## ASSIGNED TASK
All of the data below needs to be set down once more, exactly as written.

## Records contained in a dataset
--*--

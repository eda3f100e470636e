use log::debug;

use crate::{
    config::{RegulationConfig, Spacing},
    model::{LinExpr, Literal, Model},
    problem::{Problem, StepId},
    variables::{divergence, Divergence, Variables},
};

/// Adds spacing, chaining, itinerary selection and, when trains must keep
/// their reference order, order preservation.
pub fn add_constraints(
    model: &mut Model,
    problem: &Problem,
    vars: &Variables,
    config: &RegulationConfig,
) {
    let _p = hprof::enter("add constraints");
    let before = model.constraints.len();

    match vars.spacing {
        Spacing::Disjunctive => add_disjunctive_spacing(model, problem, vars, config),
        Spacing::Precedence => add_precedence_spacing(model, problem, vars, config),
    }
    add_chaining(model, problem, vars);
    add_itinerary_selection(model, problem, vars);
    if !config.allow_change_order {
        add_order_preservation(model, problem, vars);
    }

    debug!(
        "Added {} constraints and {} groups",
        model.constraints.len() - before,
        model.groups.len()
    );
}

/// Activity literals of the optional steps among `steps`.
fn activity_guards(problem: &Problem, vars: &Variables, steps: &[StepId]) -> Vec<Literal> {
    steps
        .iter()
        .filter(|s| problem.is_optional(**s))
        .map(|s| Literal::from(vars.active[*s]))
        .collect()
}

fn add_disjunctive_spacing(
    model: &mut Model,
    problem: &Problem,
    vars: &Variables,
    config: &RegulationConfig,
) {
    for (&(i, j), &order) in vars.order.iter() {
        let guards = activity_guards(problem, vars, &[i, j]);
        // Separation is only added where the trains are known to diverge.
        let setup = match divergence(problem, i, j) {
            Divergence::Always => config.setup_time,
            _ => 0,
        };

        let before = Literal::from(order);
        model.add(
            (vars.t_out[i] + setup - vars.t_in[j])
                .leq(0)
                .only_enforce_if(std::iter::once(before).chain(guards.iter().copied()))
                .named(format!("no_overlap[{}<{}]", i, j)),
        );
        model.add(
            (vars.t_out[j] + setup - vars.t_in[i])
                .leq(0)
                .only_enforce_if(std::iter::once(!before).chain(guards.iter().copied()))
                .named(format!("no_overlap[{}<{}]", j, i)),
        );
    }
}
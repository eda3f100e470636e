use std::time::Duration;

use serde::{Deserialize, Serialize};

use crate::{builder::TimingSource, problem::Problem, problem::Time};

/// How zone mutual exclusion is expressed.
#[derive(Clone, Copy, PartialEq, Eq, Debug, Default, Serialize, Deserialize)]
pub enum SpacingFormulation {
    /// Precedence when the problem has itinerary options or a setup time,
    /// disjunctive otherwise.
    #[default]
    Auto,
    /// One ordering boolean per pair of steps sharing a zone.
    Disjunctive,
    /// First/last flags and an immediate-precedence chain per zone.
    Precedence,
}

/// The formulation actually generated for a given problem.
#[derive(Clone, Copy, PartialEq, Eq, Debug)]
pub enum Spacing {
    Disjunctive,
    Precedence,
}

impl SpacingFormulation {
    pub fn resolve(self, problem: &Problem, setup_time: Time) -> Spacing {
        match self {
            SpacingFormulation::Disjunctive => Spacing::Disjunctive,
            SpacingFormulation::Precedence => Spacing::Precedence,
            SpacingFormulation::Auto if problem.has_itineraries() || setup_time > 0 => {
                Spacing::Precedence
            }
            SpacingFormulation::Auto => Spacing::Disjunctive,
        }
    }
}

#[derive(Clone, Debug, PartialEq, Serialize, Deserialize)]
#[serde(default)]
pub struct RegulationConfig {
    /// Wall-clock budget of a single solve.
    pub time_limit_secs: f64,
    /// When false, trains keep their reference order in every zone.
    pub allow_change_order: bool,
    /// Also charge weighted exit delay in the objective.
    pub penalize_departure: bool,
    /// Separation added between two consecutive occupations of a zone whose
    /// trains continue to different zones.
    pub setup_time: Time,
    pub spacing: SpacingFormulation,
    /// Keep the (time, objective, bound) series of improving solutions.
    pub record_history: bool,
    /// Re-check every engine solution before decoding it.
    pub validate_solution: bool,
    pub timing_source: TimingSource,
}

impl Default for RegulationConfig {
    fn default() -> Self {
        RegulationConfig {
            time_limit_secs: 30.0,
            allow_change_order: true,
            penalize_departure: false,
            setup_time: 0,
            spacing: SpacingFormulation::Auto,
            record_history: false,
            validate_solution: true,
            timing_source: TimingSource::Reference,
        }
    }
}

impl RegulationConfig {
    pub fn from_json_str(json: &str) -> Result<Self, serde_json::Error> {
        serde_json::from_str(json)
    }

    /// Negative budgets count as zero, budgets too large for a `Duration`
    /// as unlimited.
    pub fn time_limit(&self) -> Duration {
        Duration::try_from_secs_f64(self.time_limit_secs.max(0.0)).unwrap_or(Duration::MAX)
    }
}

--*--

## OUTPUT BELOW
repository eda3f100e470636e
use log::debug;

use crate::{
    config::{RegulationConfig, Spacing},
    model::{LinExpr, Literal, Model},
    problem::{Problem, StepId},
    variables::{divergence, Divergence, Variables},
};

/// Adds spacing, chaining, itinerary selection and, when trains must keep
/// their reference order, order preservation.
pub fn add_constraints(
    model: &mut Model,
    problem: &Problem,
    vars: &Variables,
    config: &RegulationConfig,
) {
    let _p = hprof::enter("add constraints");
    let before = model.constraints.len();

    match vars.spacing {
        Spacing::Disjunctive => add_disjunctive_spacing(model, problem, vars, config),
        Spacing::Precedence => add_precedence_spacing(model, problem, vars, config),
    }
    add_chaining(model, problem, vars);
    add_itinerary_selection(model, problem, vars);
    if !config.allow_change_order {
        add_order_preservation(model, problem, vars);
    }

    debug!(
        "Added {} constraints and {} groups",
        model.constraints.len() - before,
        model.groups.len()
    );
}

/// Activity literals of the optional steps among `steps`.
fn activity_guards(problem: &Problem, vars: &Variables, steps: &[StepId]) -> Vec<Literal> {
    steps
        .iter()
        .filter(|s| problem.is_optional(**s))
        .map(|s| Literal::from(vars.active[*s]))
        .collect()
}

fn add_disjunctive_spacing(
    model: &mut Model,
    problem: &Problem,
    vars: &Variables,
    config: &RegulationConfig,
) {
    for (&(i, j), &order) in vars.order.iter() {
        let guards = activity_guards(problem, vars, &[i, j]);
        // Separation is only added where the trains are known to diverge.
        let setup = match divergence(problem, i, j) {
            Divergence::Always => config.setup_time,
            _ => 0,
        };

        let before = Literal::from(order);
        model.add(
            (vars.t_out[i] + setup - vars.t_in[j])
                .leq(0)
                .only_enforce_if(std::iter::once(before).chain(guards.iter().copied()))
                .named(format!("no_overlap[{}<{}]", i, j)),
        );
        model.add(
            (vars.t_out[j] + setup - vars.t_in[i])
                .leq(0)
                .only_enforce_if(std::iter::once(!before).chain(guards.iter().copied()))
                .named(format!("no_overlap[{}<{}]", j, i)),
        );
    }
}
repository eda3f100e470636e
use std::time::Duration;

use serde::{Deserialize, Serialize};

use crate::{builder::TimingSource, problem::Problem, problem::Time};

/// How zone mutual exclusion is expressed.
#[derive(Clone, Copy, PartialEq, Eq, Debug, Default, Serialize, Deserialize)]
pub enum SpacingFormulation {
    /// Precedence when the problem has itinerary options or a setup time,
    /// disjunctive otherwise.
    #[default]
    Auto,
    /// One ordering boolean per pair of steps sharing a zone.
    Disjunctive,
    /// First/last flags and an immediate-precedence chain per zone.
    Precedence,
}

/// The formulation actually generated for a given problem.
#[derive(Clone, Copy, PartialEq, Eq, Debug)]
pub enum Spacing {
    Disjunctive,
    Precedence,
}

impl SpacingFormulation {
    pub fn resolve(self, problem: &Problem, setup_time: Time) -> Spacing {
        match self {
            SpacingFormulation::Disjunctive => Spacing::Disjunctive,
            SpacingFormulation::Precedence => Spacing::Precedence,
            SpacingFormulation::Auto if problem.has_itineraries() || setup_time > 0 => {
                Spacing::Precedence
            }
            SpacingFormulation::Auto => Spacing::Disjunctive,
        }
    }
}

#[derive(Clone, Debug, PartialEq, Serialize, Deserialize)]
#[serde(default)]
pub struct RegulationConfig {
    /// Wall-clock budget of a single solve.
    pub time_limit_secs: f64,
    /// When false, trains keep their reference order in every zone.
    pub allow_change_order: bool,
    /// Also charge weighted exit delay in the objective.
    pub penalize_departure: bool,
    /// Separation added between two consecutive occupations of a zone whose
    /// trains continue to different zones.
    pub setup_time: Time,
    pub spacing: SpacingFormulation,
    /// Keep the (time, objective, bound) series of improving solutions.
    pub record_history: bool,
    /// Re-check every engine solution before decoding it.
    pub validate_solution: bool,
    pub timing_source: TimingSource,
}

impl Default for RegulationConfig {
    fn default() -> Self {
        RegulationConfig {
            time_limit_secs: 30.0,
            allow_change_order: true,
            penalize_departure: false,
            setup_time: 0,
            spacing: SpacingFormulation::Auto,
            record_history: false,
            validate_solution: true,
            timing_source: TimingSource::Reference,
        }
    }
}

impl RegulationConfig {
    pub fn from_json_str(json: &str) -> Result<Self, serde_json::Error> {
        serde_json::from_str(json)
    }

    /// Negative budgets count as zero, budgets too large for a `Duration`
    /// as unlimited.
    pub fn time_limit(&self) -> Duration {
        Duration::try_from_secs_f64(self.time_limit_secs.max(0.0)).unwrap_or(Duration::MAX)
    }
}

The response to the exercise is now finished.